Below are the records. List every line holding the word "crate".

START Provided records

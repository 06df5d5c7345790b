//! Routing strategies and write-behind caching.

use std::sync::{Arc, Mutex};

use shellcache_core::{CacheStorage, Error, ResponseSnapshot};
use tokio::task::JoinHandle;

use super::{OfflineController, ResponseSource};
use crate::network::Network;
use crate::request::InterceptedRequest;
use crate::router::SHELL_PATH;

/// Opportunistic writes into the runtime generation.
///
/// Each write runs on its own task so the response is never held up by
/// storage; failures are logged and dropped.
pub(super) struct WriteBehind<S> {
    storage: Arc<S>,
    generation: String,
    pending: Mutex<Vec<JoinHandle<()>>>,
}

impl<S: CacheStorage + 'static> WriteBehind<S> {
    pub(super) fn new(storage: Arc<S>, generation: String) -> Self {
        Self { storage, generation, pending: Mutex::new(Vec::new()) }
    }

    /// Queue a store of `response` under `key` if it passes the cacheability gate.
    pub(super) fn store(&self, key: String, response: &ResponseSnapshot) {
        if !response.is_cacheable() {
            tracing::trace!(url = %key, status = response.status, kind = %response.kind, "not cacheable");
            return;
        }

        let storage = self.storage.clone();
        let generation = self.generation.clone();
        let response = response.clone();
        let handle = tokio::spawn(async move {
            if let Err(err) = storage.put(&generation, &key, &response).await {
                tracing::warn!(url = %key, generation = %generation, error = %err, "cache write failed");
            }
        });

        let mut pending = self.pending.lock().unwrap_or_else(|poisoned| poisoned.into_inner());
        pending.retain(|h| !h.is_finished());
        pending.push(handle);
    }

    pub(super) async fn settle(&self) {
        let handles: Vec<_> = {
            let mut pending = self.pending.lock().unwrap_or_else(|poisoned| poisoned.into_inner());
            pending.drain(..).collect()
        };
        for handle in handles {
            if let Err(err) = handle.await {
                tracing::warn!(error = %err, "cache write task aborted");
            }
        }
    }
}

impl<N, S> OfflineController<N, S>
where
    N: Network + 'static,
    S: CacheStorage + 'static,
{
    /// Cached copy, preferring this version's runtime then static generation
    /// over anything an earlier version left behind. Read failures count as a miss.
    async fn cached(&self, key: &str) -> Option<ResponseSnapshot> {
        let names = &self.names;
        for generation in [&names.runtime_name, &names.static_name] {
            match self.storage.lookup(generation, key).await {
                Ok(Some(hit)) => return Some(hit),
                Ok(None) => {}
                Err(err) => tracing::warn!(url = %key, generation = %generation, error = %err, "cache read failed"),
            }
        }

        match self.storage.lookup_any(key).await {
            Ok(hit) => hit,
            Err(err) => {
                tracing::warn!(url = %key, error = %err, "cache read failed");
                None
            }
        }
    }

    /// Best answer available without the network.
    ///
    /// Exact cached copy, then (navigations only) the cached root document,
    /// then a synthesized 503.
    async fn offline_fallback(&self, request: &InterceptedRequest, key: &str) -> (ResponseSource, ResponseSnapshot) {
        if let Some(hit) = self.cached(key).await {
            return (ResponseSource::Cache, hit);
        }

        if request.is_navigation() {
            let shell_key = shellcache_core::cache::entries::cache_key(&self.scope.url_for(SHELL_PATH));
            if let Some(shell) = self.cached(&shell_key).await {
                tracing::debug!(url = %request.url, "serving app shell");
                return (ResponseSource::AppShell, shell);
            }
        }

        tracing::debug!(url = %request.url, "no cached copy, synthesizing offline response");
        (ResponseSource::Synthesized, ResponseSnapshot::service_unavailable())
    }

    pub(super) async fn cache_first(
        &self, request: &InterceptedRequest,
    ) -> Result<(ResponseSource, ResponseSnapshot), Error> {
        let key = request.cache_key();
        if let Some(hit) = self.cached(&key).await {
            return Ok((ResponseSource::Cache, hit));
        }

        match self.network.fetch(request).await {
            Ok(response) => {
                self.writes.store(key, &response);
                Ok((ResponseSource::Network, response))
            }
            Err(err) => {
                tracing::warn!(url = %request.url, error = %err, "cache-first miss with network down");
                Err(err)
            }
        }
    }

    /// Network-first; also used for navigations, whose fallback adds the app shell.
    pub(super) async fn network_first(&self, request: &InterceptedRequest) -> (ResponseSource, ResponseSnapshot) {
        let key = request.cache_key();
        match self.network.fetch(request).await {
            Ok(response) => {
                self.writes.store(key, &response);
                (ResponseSource::Network, response)
            }
            Err(err) => {
                tracing::debug!(url = %request.url, error = %err, "network failed, trying cache");
                self.offline_fallback(request, &key).await
            }
        }
    }
}

#[cfg(test)]
mod tests {
    use super::*;
    use crate::testing::RecordingStorage;
    use shellcache_core::ResponseKind;

    #[tokio::test]
    async fn test_write_behind_skips_uncacheable() {
        let storage = Arc::new(RecordingStorage::new().await);
        let writes = WriteBehind::new(storage.clone(), "runtime-v1".to_string());

        writes.store("https://clinic.example/a".into(), &ResponseSnapshot::basic(500, "boom"));
        writes.store("https://clinic.example/b".into(), &ResponseSnapshot::basic(200, "").with_kind(ResponseKind::Cors));
        writes.settle().await;

        assert!(storage.ops().is_empty());
    }

    #[tokio::test]
    async fn test_write_behind_stores_and_settles() {
        let storage = Arc::new(RecordingStorage::new().await);
        let writes = WriteBehind::new(storage.clone(), "runtime-v1".to_string());

        for i in 0..5 {
            writes.store(format!("https://clinic.example/{i}"), &ResponseSnapshot::basic(200, "ok"));
        }
        writes.settle().await;

        assert_eq!(storage.keys("runtime-v1").await.unwrap().len(), 5);
    }
}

END Provided records

◆ **Result of this task**
use crate::network::Network;
use crate::request::InterceptedRequest;
use crate::router::SHELL_PATH;
    use crate::testing::RecordingStorage;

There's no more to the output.